Input:
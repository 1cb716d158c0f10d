//! Wire models for the job service API.

use std::collections::BTreeMap;
use std::fmt;

use serde::{Deserialize, Serialize};

/// How the job service should run a submitted job.
#[derive(Debug, Clone, Copy, PartialEq, Eq, Hash, Serialize, Deserialize)]
pub enum JobKind {
    /// Run once, as soon as a worker is free.
    Generic,

    /// Run repeatedly according to a cron specification.
    Periodic,
}

impl fmt::Display for JobKind {
    fn fmt(&self, f: &mut fmt::Formatter<'_>) -> fmt::Result {
        match self {
            JobKind::Generic => f.write_str("Generic"),
            JobKind::Periodic => f.write_str("Periodic"),
        }
    }
}

/// Scheduling metadata attached to a job submission.
#[derive(Debug, Clone, PartialEq, Eq, Serialize, Deserialize)]
pub struct JobMetadata {
    /// The kind of job.
    pub kind: JobKind,

    /// Cron specification, only meaningful for periodic jobs.
    #[serde(default, skip_serializing_if = "Option::is_none")]
    pub cron_spec: Option<String>,

    /// Ask the job service to reject duplicates of this job.
    #[serde(default)]
    pub is_unique: bool,
}

/// A unit of work submitted to the job service.
#[derive(Debug, Clone, PartialEq, Serialize, Deserialize)]
pub struct JobRequest {
    /// Registered job name, e.g. `IMAGE_GC`.
    pub name: String,

    /// Free-form parameters handed to the job implementation.
    #[serde(default)]
    pub parameters: BTreeMap<String, serde_json::Value>,

    /// Scheduling metadata.
    pub metadata: JobMetadata,

    /// URL the job service calls back with status changes.
    #[serde(default, skip_serializing_if = "Option::is_none")]
    pub status_hook: Option<String>,
}

impl JobRequest {
    /// A job which runs once.
    pub fn generic<N: Into<String>>(name: N) -> Self {
        Self {
            name: name.into(),
            parameters: BTreeMap::new(),
            metadata: JobMetadata {
                kind: JobKind::Generic,
                cron_spec: None,
                is_unique: false,
            },
            status_hook: None,
        }
    }

    /// A job which runs on the given cron specification.
    pub fn periodic<N: Into<String>, C: Into<String>>(name: N, cron: C) -> Self {
        Self {
            name: name.into(),
            parameters: BTreeMap::new(),
            metadata: JobMetadata {
                kind: JobKind::Periodic,
                cron_spec: Some(cron.into()),
                is_unique: false,
            },
            status_hook: None,
        }
    }

    /// Add a parameter to the job.
    pub fn parameter<K, V>(mut self, key: K, value: V) -> Self
    where
        K: Into<String>,
        V: Into<serde_json::Value>,
    {
        self.parameters.insert(key.into(), value.into());
        self
    }

    /// Set the status hook for the job.
    pub fn status_hook<U: Into<String>>(mut self, url: U) -> Self {
        self.status_hook = Some(url.into());
        self
    }

    /// Mark the job as unique.
    pub fn unique(mut self) -> Self {
        self.metadata.is_unique = true;
        self
    }
}

/// Lifecycle state of a job, as reported by the job service.
#[derive(Debug, Clone, Copy, PartialEq, Eq, Hash, Serialize, Deserialize)]
pub enum JobStatus {
    /// Waiting in the queue.
    Pending,

    /// Waiting for its scheduled time.
    Scheduled,

    /// Running on a worker.
    Running,

    /// Stopped on request.
    Stopped,

    /// Finished with an error.
    Error,

    /// Finished successfully.
    Success,
}

impl JobStatus {
    /// Whether the job can no longer change state.
    pub fn is_terminal(&self) -> bool {
        matches!(self, JobStatus::Stopped | JobStatus::Error | JobStatus::Success)
    }
}

impl fmt::Display for JobStatus {
    fn fmt(&self, f: &mut fmt::Formatter<'_>) -> fmt::Result {
        let name = match self {
            JobStatus::Pending => "Pending",
            JobStatus::Scheduled => "Scheduled",
            JobStatus::Running => "Running",
            JobStatus::Stopped => "Stopped",
            JobStatus::Error => "Error",
            JobStatus::Success => "Success",
        };
        f.write_str(name)
    }
}

/// Actions which can be posted to a running job.
#[derive(Debug, Clone, Copy, PartialEq, Eq, Serialize, Deserialize)]
#[serde(rename_all = "lowercase")]
pub enum JobAction {
    /// Stop the job.
    Stop,
}

/// Status snapshot of a job.
#[derive(Debug, Clone, PartialEq, Eq, Serialize, Deserialize)]
pub struct JobStats {
    /// Job service UUID of the job.
    pub id: String,

    /// Registered job name.
    pub name: String,

    /// The kind of job.
    pub kind: JobKind,

    /// Current status.
    pub status: JobStatus,

    /// For executions of a periodic job, the UUID of the periodic parent.
    #[serde(default, skip_serializing_if = "Option::is_none")]
    pub upstream_job_id: Option<String>,

    /// Last status change, in seconds since the unix epoch.
    #[serde(default)]
    pub update_time: i64,
}

/// The job service wraps single jobs in a `{"job": ...}` envelope.
#[derive(Debug, Serialize, Deserialize)]
pub(crate) struct Envelope<T> {
    pub(crate) job: T,
}

#[derive(Debug, Serialize)]
pub(crate) struct ActionRequest {
    pub(crate) action: JobAction,
}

Exercise:
Pull out every line holding "with" from the records above, and copy it.

Solution to the exercise:
    /// URL the job service calls back with status changes.
    /// Finished with an error.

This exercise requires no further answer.